What a Mature Security Testing Practice Looks Like

A mature security testing programme operates across four layers. Developer security training ensures insecure code patterns are recognised and avoided during development. Automated security scanning in CI/CD pipelines catches known vulnerability patterns at build time without human intervention. Regular penetration testing by certified ethical hackers validates the effectiveness of security controls and discovers logic flaws that automated tools miss. Continuous production monitoring detects anomalous behaviour, failed authentication attempts and data exfiltration patterns in real time.

Compliance vs Security: Understanding the Difference

Compliance certifications — ISO 27001, PCI DSS, SOC 2, HIPAA — certify that an organisation has implemented a defined set of security controls at a point in time.
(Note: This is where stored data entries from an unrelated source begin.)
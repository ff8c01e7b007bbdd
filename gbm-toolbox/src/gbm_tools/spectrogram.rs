use hifitime::Epoch;
use log::{info, warn};
use ndarray::Array2;
use uom::si::f64::Time;
use uom::si::time::second;

use crate::errors::{Error, Result};
use crate::gbm_tools::tte::TimeTaggedEventList;
use crate::time::{elapsed, epoch_to_met, regular_edges, to_duration};

/// Parameters for the spectrogram algorithm
///
/// ## Parameters
///   1. start: Left edge of the first time bin.
///   2. end: The window closes at the last whole bin that fits before `end`.
///   3. dt: Width of every time bin, kept to the nanosecond.
#[derive(Debug, Copy, Clone)]
pub struct SpectrogramParams {
    pub start: Epoch,
    pub end: Epoch,
    pub dt: Time,
}

/// Event counts per energy channel and time bin.
///
/// `counts` has one row per entry of the source channel list and one column
/// per time bin, so `time_bins` has one more element than `counts` has
/// columns.
#[derive(Debug, Clone, PartialEq)]
pub struct Spectrogram {
    pub time_bins: Vec<Epoch>,
    pub counts: Array2<u64>,
}

struct SpectrogramBinner<'a> {
    events: &'a TimeTaggedEventList,
    params: SpectrogramParams,
}

impl<'a> SpectrogramBinner<'a> {
    fn compute(self) -> Result<Spectrogram> {
        let dt = self.params.dt.get::<second>();
        let empty = || Error::EmptyRange {
            start: self.params.start.to_string(),
            end: self.params.end.to_string(),
            dt,
        };

        let step = to_duration(self.params.dt);
        let step_ns = step.total_nanoseconds();
        let span_ns = elapsed(self.params.start, self.params.end).total_nanoseconds();
        if !dt.is_finite() || step_ns <= 0 || span_ns <= 0 {
            return Err(empty());
        }
        let n_bins = usize::try_from(span_ns / step_ns).map_err(|_| empty())?;
        if n_bins == 0 {
            return Err(empty());
        }

        let time_bins = regular_edges(self.params.start, step, n_bins);
        let edges: Vec<f64> = time_bins.iter().map(|t| epoch_to_met(*t)).collect();
        let times = self.events.times();
        let codes = self.events.events();
        let channels = self.events.channels();

        let mut counts = Array2::<u64>::zeros((channels.len(), n_bins));
        let mut unlisted = 0usize;
        let mut lo = times.partition_point(|t| *t < edges[0]);
        for (k, edge) in edges.iter().skip(1).enumerate() {
            let hi = lo + times[lo..].partition_point(|t| t < edge);
            for code in &codes[lo..hi] {
                match channels.binary_search(code) {
                    Ok(row) => counts[[row, k]] += 1,
                    Err(_) => unlisted += 1,
                }
            }
            lo = hi;
        }
        if unlisted > 0 {
            warn!("{} events carry a PHA code outside the channel list", unlisted);
        }

        info!(
            "binned {} events into {} channels x {} time bins",
            times.len(),
            channels.len(),
            n_bins
        );
        Ok(Spectrogram { time_bins, counts })
    }
}

impl TimeTaggedEventList {
    /// Count events per channel in consecutive bins of width `params.dt`.
    ///
    /// An event at `t` lands in bin `k` when `edge[k] <= t < edge[k + 1]`;
    /// events outside the binned window are ignored. Fails with an
    /// EmptyRange error when not even one whole bin fits the window.
    pub fn bin_to_spectrogram(&self, params: &SpectrogramParams) -> Result<Spectrogram> {
        let binner = SpectrogramBinner {
            events: self,
            params: *params,
        };
        binner.compute()
    }
}

#[cfg(test)]
mod tests {
    use super::*;
    use crate::gbm_tools::ctime::tests::kev;
    use crate::time::met_to_epoch;
    use hifitime::Duration;
    use ndarray::array;
    use uom::si::time::millisecond;

    fn events(times: Vec<f64>, pha: Vec<i64>) -> TimeTaggedEventList {
        TimeTaggedEventList::new(
            pha,
            kev(array![[4.0, 8.0], [8.0, 16.0], [16.0, 32.0]]),
            vec![0, 1, 2],
            times,
        )
        .unwrap()
    }

    fn params(start: f64, end: f64, dt: Time) -> SpectrogramParams {
        SpectrogramParams {
            start: met_to_epoch(start),
            end: met_to_epoch(end),
            dt,
        }
    }

    fn seconds(s: f64) -> Time {
        Time::new::<second>(s)
    }

    #[test]
    fn ten_events_fill_five_bins() {
        let list = events((0..10).map(|i| i as f64).collect(), vec![0; 10]);
        let spec = list.bin_to_spectrogram(&params(0.0, 10.0, seconds(2.0))).unwrap();
        assert_eq!(spec.time_bins.len(), 6);
        assert_eq!(spec.counts.dim(), (3, 5));
        assert_eq!(spec.counts.row(0), array![2, 2, 2, 2, 2]);
        assert_eq!(spec.counts.sum(), 10);
    }

    #[test]
    fn whole_bins_survive_at_mission_times() {
        let cases = [
            (700_000_000.3, 64.0, 33),
            (700_000_000.3, 16.0, 7),
            (700_000_000.3, 16.0, 33),
            (1234.5678, 16.0, 7),
        ];
        for (t0, dt_ms, n) in cases {
            let dt = Time::new::<millisecond>(dt_ms);
            let start = met_to_epoch(t0);
            let step = to_duration(dt).total_nanoseconds();
            let window = Duration::from_total_nanoseconds(step * n as i128);
            let end = start + window;
            let last = t0 + dt.get::<second>() * (n as f64 - 0.5);
            let list = events(vec![t0 + 0.001, last], vec![0, 2]);

            let spec = list
                .bin_to_spectrogram(&SpectrogramParams { start, end, dt })
                .unwrap();
            assert_eq!(spec.counts.ncols(), n, "t0 {} dt {} ms", t0, dt_ms);
            assert_eq!(spec.time_bins.len(), n + 1);
            assert_eq!(elapsed(spec.time_bins[0], spec.time_bins[n]), window);
            assert_eq!(spec.counts[[0, 0]], 1);
            assert_eq!(spec.counts[[2, n - 1]], 1);
        }
    }

    #[test]
    fn events_are_counted_per_channel() {
        let list = events(vec![0.1, 0.2, 0.3, 1.5, 1.6], vec![0, 2, 2, 1, 9]);
        let spec = list
            .bin_to_spectrogram(&params(0.0, 2.0, Time::new::<millisecond>(1000.0)))
            .unwrap();
        assert_eq!(spec.counts, array![[1, 0], [0, 1], [2, 0]]);
    }

    #[test]
    fn events_outside_the_window_are_ignored() {
        let list = events(vec![-1.0, 0.0, 2.9, 3.0, 7.0], vec![1; 5]);
        let spec = list.bin_to_spectrogram(&params(0.0, 3.5, seconds(1.0))).unwrap();
        assert_eq!(spec.counts.row(1), array![1, 0, 1]);
    }

    #[test]
    fn empty_windows_are_rejected() {
        let list = events(vec![0.0], vec![0]);
        for p in [
            params(0.0, 1.0, seconds(2.0)),
            params(5.0, 5.0, seconds(1.0)),
            params(5.0, 1.0, seconds(1.0)),
            params(0.0, 5.0, seconds(0.0)),
            params(0.0, 5.0, seconds(f64::NAN)),
        ] {
            assert!(matches!(
                list.bin_to_spectrogram(&p),
                Err(Error::EmptyRange { .. })
            ));
        }
    }
}
//! Utilization tables for the reporting layer.

use std::collections::BTreeSet;

use chrono::{NaiveDate, NaiveDateTime};
use serde::Serialize;

use crate::error::OccupancyError;
use crate::registry::AreaRegistry;
use crate::session::Session;
use crate::summary::{
    Percentage, PercentageBasis, building_rollup, daily_peaks, daily_usage_minutes, peak,
    percentage_of_capacity, session_stats,
};
use crate::timeline::{Occupancy, Timeline};
use crate::types::{AreaId, BuildingId};

/// Configuration for report generation.
#[derive(Debug, Clone, Copy, PartialEq, Eq)]
pub struct ReportConfig {
    /// Minutes per day the facility counts as open.
    /// Default: 1440 (open around the clock).
    pub open_minutes_per_day: u32,
}

impl Default for ReportConfig {
    fn default() -> Self {
        Self {
            open_minutes_per_day: 24 * 60,
        }
    }
}

/// One calendar date of one area or building.
#[derive(Debug, Clone, PartialEq, Serialize)]
pub struct DayRow {
    pub date: NaiveDate,
    pub peak: u32,
    pub peak_pct: Percentage,
    /// Occupied computer-minutes.
    pub usage_minutes: u64,
    pub usage_pct: Percentage,
}

#[derive(Debug, Clone, PartialEq, Serialize)]
pub struct AreaRow {
    pub area: AreaId,
    pub building: BuildingId,
    pub floor: String,
    pub capacity: u32,
    pub peak: u32,
    pub peak_pct: Percentage,
    pub sessions: usize,
    pub zero_duration_sessions: usize,
    pub total_minutes: u64,
    pub days: Vec<DayRow>,
}

#[derive(Debug, Clone, PartialEq, Serialize)]
pub struct BuildingRow {
    pub building: BuildingId,
    pub capacity: u64,
    pub peak: u32,
    pub peak_pct: Percentage,
    pub days: Vec<DayRow>,
}

/// Area and building utilization over one grid.
#[derive(Debug, Clone, PartialEq, Serialize)]
pub struct UtilizationReport {
    pub grid_start: Option<NaiveDateTime>,
    pub grid_end: Option<NaiveDateTime>,
    pub open_minutes_per_day: u32,
    pub areas: Vec<AreaRow>,
    pub buildings: Vec<BuildingRow>,
}

impl UtilizationReport {
    fn empty(config: &ReportConfig) -> Self {
        Self {
            grid_start: None,
            grid_end: None,
            open_minutes_per_day: config.open_minutes_per_day,
            areas: Vec::new(),
            buildings: Vec::new(),
        }
    }
}

/// Assembles per-area and per-building tables.
///
/// `sessions` should be the accepted sessions the timeline was built from;
/// they only feed the session count columns. An empty timeline yields a
/// report without rows.
pub fn build_report(
    timeline: &Timeline,
    registry: &AreaRegistry,
    sessions: &[Session],
    config: &ReportConfig,
) -> Result<UtilizationReport, OccupancyError> {
    let Some(grid) = timeline.grid() else {
        return Ok(UtilizationReport::empty(config));
    };

    let stats = session_stats(sessions);

    let areas = registry
        .all_areas()
        .map(|area| -> Result<_, OccupancyError> {
            let area_timeline = timeline.area(&area.id)?;
            let area_peak = peak(area_timeline);
            let area_stats = stats.get(&area.id).copied().unwrap_or_default();
            Ok(AreaRow {
                area: area.id.clone(),
                building: area.building.clone(),
                floor: area.floor.clone(),
                capacity: area.capacity,
                peak: area_peak,
                peak_pct: percentage_of_capacity(
                    registry,
                    &area.id,
                    u64::from(area_peak),
                    PercentageBasis::Instantaneous,
                )?,
                sessions: area_stats.sessions,
                zero_duration_sessions: area_stats.zero_duration,
                total_minutes: area_stats.total_minutes,
                days: day_rows(
                    area_timeline,
                    u64::from(area.capacity),
                    timeline.observed_dates(),
                    config,
                ),
            })
        })
        .collect::<Result<Vec<_>, _>>()?;

    let buildings = building_rollup(timeline, registry)?
        .into_values()
        .map(|b| {
            let building_peak = peak(&b);
            BuildingRow {
                peak: building_peak,
                peak_pct: Percentage::of(
                    u64::from(building_peak),
                    b.capacity,
                    PercentageBasis::Instantaneous,
                ),
                days: day_rows(&b, b.capacity, timeline.observed_dates(), config),
                building: b.building,
                capacity: b.capacity,
            }
        })
        .collect();

    Ok(UtilizationReport {
        grid_start: Some(grid.start()),
        grid_end: Some(grid.end()),
        open_minutes_per_day: config.open_minutes_per_day,
        areas,
        buildings,
    })
}

/// One row per observed date; closed days are left out.
fn day_rows(
    occupancy: &impl Occupancy,
    capacity: u64,
    observed: &BTreeSet<NaiveDate>,
    config: &ReportConfig,
) -> Vec<DayRow> {
    let daily = PercentageBasis::Daily {
        open_minutes_per_day: config.open_minutes_per_day,
    };
    let usage = daily_usage_minutes(occupancy, observed);

    daily_peaks(occupancy, observed)
        .into_iter()
        .map(|(date, day_peak)| {
            let usage_minutes = usage.get(&date).copied().unwrap_or(0);
            DayRow {
                date,
                peak: day_peak,
                peak_pct: Percentage::of(
                    u64::from(day_peak),
                    capacity,
                    PercentageBasis::Instantaneous,
                ),
                usage_minutes,
                usage_pct: Percentage::of(usage_minutes, capacity, daily),
            }
        })
        .collect()
}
They do not guarantee security. An organisation can be PCI DSS certified and still be breached through a zero-day vulnerability in a third-party library. Security testing provides the continuous evidence that security controls remain effective as the application and threat landscape evolve. The right posture treats compliance certification as the floor, not the ceiling, of the security programme.

How KiwiQA Approaches Security Testing Engagements

Every KiwiQA security engagement begins with scope definition and rules of engagement — documenting exactly which systems, IP ranges and attack techniques are authorised. Our OSCP, CEH and GPEN certified engineers use the same tools as real attackers (Burp Suite Pro, OWASP ZAP, Metasploit, Nmap, custom Python scripts) under structured methodology. Every finding is documented with proof-of-concept evidence, CVSS severity score, business impact statement and specific remediation guidance. Reports are structured for three audiences: technical teams who need to fix issues, management who need to understand risk, and auditors who need compliance evidence.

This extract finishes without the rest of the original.